Thomas Jones, The London Review of Books
‘The Line of Beauty is told in the third person, but everything is filtered through a single consciousness, Nick’s: we see things as he sees them, so there is no logistical reason for the novel not to have been in the first person. It isn’t, however, partly because it’s more Jamesian not to be; and also because Nick is an actor on a public stage as well as an individual with a private life […] Nick holds an uncertain position in the world he moves in: he is there because the others want him to be; he isn’t wealthy enough to survive on his own. What he has to offer is a refined aesthetic sense, the ability to appreciate in elegant sentences the beautiful things that the people around him are able to buy. He doesn’t make beautiful things himself, but he does, by the way that he sees them, make things beautiful.’
Anthony Quinn, The New York Times Sunday Book Review
‘Moralist that he is, Hollinghurst generally prefers to proceed through subtle modulations of irony, slipping in a dagger rather than wielding a cutlass. This treatment is as true for Nick as for the cast of grandees and gargoyles among whom he moves. His ambivalent character is a vehicle for the novel’s central tension – between private conscience and public display […] Although it gathers ominously in mood, The Line of Beauty feels more blissful than baleful in its anatomy of the era because it is, among other things, a magnificent comedy of manners. Hollinghurst’s alertness to the tiniest social and tonal shifts never slackens, and positively luxuriates in a number of unimprovably droll set pieces.’
Peter Conradi, The Independent
‘Alan Hollinghurst likes to shock with vivid sex scenes. Yet to ghetto-ise him as a “gay novelist” is too limiting. He is much, much bigger than that. And here at last he shows real scope and depth. … The rich – Jesus might have said – “Ye shall always have with you.” Hollinghurst has studied them, as they once were, back in the far-away mid-Eighties. His brilliant recreation of that bigoted, nepotistic, racist, callous and mean-spirited epoch is timely. If Thatcher’s London has rarely been better “done” by a British novelist, Hollinghurst loves the city more than most. ‘
Alfred Hickling, The Guardian
For the first time, there is a clear sense that Hollinghurst has extended his powers to create a universe rather than a clique; and though it adopts a highly privileged perspective, the novel has sufficient breadth to evoke the full social spectrum of 1980s Britain - gay and straight, rich and poor.

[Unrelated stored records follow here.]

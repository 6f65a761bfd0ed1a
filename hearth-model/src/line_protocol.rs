//! Bit-exact line-protocol encoder/decoder (§4.3 "Serialization").
use crate::point::{FieldValue, StoragePoint};
use std::collections::BTreeMap;
use thiserror::Error;

fn escape_measurement(s: &str) -> String {
    s.replace(',', "\\,").replace(' ', "\\ ")
}

fn escape_tag(s: &str) -> String {
    s.replace(',', "\\,").replace(' ', "\\ ").replace('=', "\\=")
}

fn escape_field_key(s: &str) -> String {
    s.replace(',', "\\,").replace(' ', "\\ ")
}

fn escape_field_string(s: &str) -> String {
    s.replace('"', "\\\"")
}

fn encode_field_value(v: &FieldValue) -> String {
    match v {
        FieldValue::Int(i) => format!("{i}i"),
        FieldValue::Float(f) => format!("{f}"),
        FieldValue::Bool(b) => b.to_string(),
        FieldValue::Str(s) => format!("\"{}\"", escape_field_string(s)),
    }
}

/// Serialize one point to its canonical line-protocol line (no trailing
/// newline). Caller is responsible for validating the point first —
/// this never fails on a point that already passed `validate()`.
pub fn encode_point(point: &StoragePoint) -> String {
    let mut out = escape_measurement(&point.measurement);
    for (k, v) in &point.tags {
        out.push(',');
        out.push_str(&escape_tag(k));
        out.push('=');
        out.push_str(&escape_tag(v));
    }
    out.push(' ');
    let mut first = true;
    for (k, v) in &point.fields {
        if !first {
            out.push(',');
        }
        first = false;
        out.push_str(&escape_field_key(k));
        out.push('=');
        out.push_str(&encode_field_value(v));
    }
    out.push(' ');
    out.push_str(&point.timestamp_ns.to_string());
    out
}

/// Serialize a batch, one line per point, newline-separated (no trailing
/// newline after the last line).
pub fn encode_batch(points: &[StoragePoint]) -> String {
    points.iter().map(encode_point).collect::<Vec<_>>().join("\n")
}

#[derive(Debug, Error, PartialEq)]
pub enum ParseError {
    #[error("missing fields/timestamp section")]
    Truncated,
    #[error("invalid field value: {0}")]
    InvalidFieldValue(String),
    #[error("invalid timestamp: {0}")]
    InvalidTimestamp(String),
}

fn unescape(s: &str, extra: &[char]) -> String {
    let mut out = String::with_capacity(s.len());
    let mut chars = s.chars().peekable();
    while let Some(c) = chars.next() {
        if c == '\\' {
            if let Some(&next) = chars.peek() {
                if next == ',' || next == ' ' || extra.contains(&next) {
                    out.push(next);
                    chars.next();
                    continue;
                }
            }
        }
        out.push(c);
    }
    out
}

/// Split on unescaped commas.
fn split_unescaped(s: &str) -> Vec<String> {
    let mut parts = Vec::new();
    let mut current = String::new();
    let mut chars = s.chars().peekable();
    while let Some(c) = chars.next() {
        if c == '\\' {
            if let Some(&next) = chars.peek() {
                current.push(c);
                current.push(next);
                chars.next();
                continue;
            }
        }
        if c == ',' {
            parts.push(std::mem::take(&mut current));
        } else {
            current.push(c);
        }
    }
    parts.push(current);
    parts
}

fn parse_field_value(raw: &str) -> Result<FieldValue, ParseError> {
    if let Some(stripped) = raw.strip_prefix('"').and_then(|s| s.strip_suffix('"')) {
        return Ok(FieldValue::Str(unescape(stripped, &['"'])));
    }
    if raw == "true" {
        return Ok(FieldValue::Bool(true));
    }
    if raw == "false" {
        return Ok(FieldValue::Bool(false));
    }
    if let Some(stripped) = raw.strip_suffix('i') {
        return stripped
            .parse::<i64>()
            .map(FieldValue::Int)
            .map_err(|_| ParseError::InvalidFieldValue(raw.to_string()));
    }
    raw.parse::<f64>()
        .map(FieldValue::Float)
        .map_err(|_| ParseError::InvalidFieldValue(raw.to_string()))
}

/// Parse a single line back into a `StoragePoint`. Used by the round-trip
/// test in §8 and available to anything that needs to read back spilled
/// overflow batches.
pub fn parse_point(line: &str) -> Result<StoragePoint, ParseError> {
    let mut space_split = line.splitn(3, ' ');
    let head = space_split.next().ok_or(ParseError::Truncated)?;
    let fields_raw = space_split.next().ok_or(ParseError::Truncated)?;
    let ts_raw = space_split.next().ok_or(ParseError::Truncated)?;

    let head_parts = split_unescaped(head);
    let measurement = unescape(&head_parts[0], &['=']);
    let mut tags = BTreeMap::new();
    for part in &head_parts[1..] {
        let mut kv = part.splitn(2, '=');
        let k = kv.next().unwrap_or_default();
        let v = kv.next().unwrap_or_default();
        tags.insert(unescape(k, &['=']), unescape(v, &['=']));
    }

    let mut fields = BTreeMap::new();
    for part in split_fields(fields_raw) {
        let eq = part
            .find('=')
            .ok_or_else(|| ParseError::InvalidFieldValue(part.clone()))?;
        let (k, v) = part.split_at(eq);
        let v = &v[1..];
        fields.insert(unescape(k, &[]), parse_field_value(v)?);
    }

    let timestamp_ns = ts_raw
        .parse::<i64>()
        .map_err(|_| ParseError::InvalidTimestamp(ts_raw.to_string()))?;

    Ok(StoragePoint {
        measurement,
        tags,
        fields,
        timestamp_ns,
    })
}

/// Split the field section on unescaped commas that are not inside a
/// quoted string value.
fn split_fields(s: &str) -> Vec<String> {
    let mut parts = Vec::new();
    let mut current = String::new();
    let mut in_quotes = false;
    let mut chars = s.chars().peekable();
    while let Some(c) = chars.next() {
        if c == '\\' {
            if let Some(&next) = chars.peek() {
                current.push(c);
                current.push(next);
                chars.next();
                continue;
            }
        }
        if c == '"' {
            in_quotes = !in_quotes;
            current.push(c);
            continue;
        }
        if c == ',' && !in_quotes {
            parts.push(std::mem::take(&mut current));
        } else {
            current.push(c);
        }
    }
    parts.push(current);
    parts
}

#[cfg(test)]
mod tests {
    use super::*;
    use crate::point::StoragePoint;

    #[test]
    fn encodes_happy_path_point_bit_exact() {
        let point = StoragePoint::builder("light", 1_735_689_600_000_000_000)
            .tag("entity_id", Some("light.kitchen".into()))
            .field("brightness", FieldValue::Int(200))
            .field("state", FieldValue::Str("on".into()))
            .build();

        assert_eq!(
            encode_point(&point),
            "light,entity_id=light.kitchen brightness=200i,state=\"on\" 1735689600000000000"
        );
    }

    #[test]
    fn round_trips_escaped_values() {
        let point = StoragePoint::builder("my measure,name", 42)
            .tag("k=ey", Some("val ue".into()))
            .field("msg", FieldValue::Str("say \"hi\"".into()))
            .field("count", FieldValue::Int(-7))
            .field("ratio", FieldValue::Float(0.5))
            .field("ok", FieldValue::Bool(false))
            .build();

        let line = encode_point(&point);
        let parsed = parse_point(&line).unwrap();
        assert_eq!(parsed, point);
    }

    #[test]
    fn batch_round_trips_as_a_multiset() {
        let a = StoragePoint::builder("m", 1)
            .field("f", FieldValue::Int(1))
            .build();
        let b = StoragePoint::builder("m", 2)
            .field("f", FieldValue::Int(2))
            .build();
        let encoded = encode_batch(&[a.clone(), b.clone()]);
        let parsed: Vec<_> = encoded
            .lines()
            .map(|l| parse_point(l).unwrap())
            .collect();
        assert_eq!(parsed, vec![a, b]);
    }
}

Michael Dirda, The Washington Post
‘Hollinghurst interlaces three different plots – a Condition of England novel set during the Thatcher era of the 1980s, a Jamesian psychological inquiry cum social comedy about the well-to-do Fedden family and their friends, and a gay coming-of-age story […] Throughout Nick remains the center of consciousness, always sympathetic, even as he grows increasingly coarse in his sexual sophistication (and taste for cocaine). What makes the book so fine, though, is its writing — suffused with enough wit to keep the diction original and lively without overpowering the reader with campiness or excess.
David Wiegand, The San Francisco Chronicle
‘The story may focus on the uneasy coexistence among different classes and races in the middle of the Thatcher era in England, but the times themselves are the central character. On the surface – and, make no mistake, the significance of surface is more than superficial here – the setting seems obvious and apt […] The world of the upper classes is unsafely sheltered within a bubble of self-delusion, and the greatest self-delusion of all is that somehow their rank and privilege will protect them, not just from AIDS but also from the social, political and moral decay that their studied class indifference has wrought.’
Michael Upchurch, The Seattle Times
‘Privilege and parasitism, bluster and bigotry, cocaine bingeing and stock-market finagling … they’re all here. And it sure doesn’t hurt that Hollinghurst is one of the best writers of party scenes since F. Scott Fitzgerald […] Hollinghurst is a dab hand at weaving these multiple strands of Nick’s life together, and he knows exactly how to build tension through incisive character portrayal. Catherine and Wani are temperamental time-bombs, in constant danger of detonation. Thatcher is an éminence grise who might just make an appearance in the book. AIDS is a threat about to hit Nick’s circle. Tory eagerness to ‘get public services back into private hands’ as quickly as possible seems bound to produce some fallout of its own.’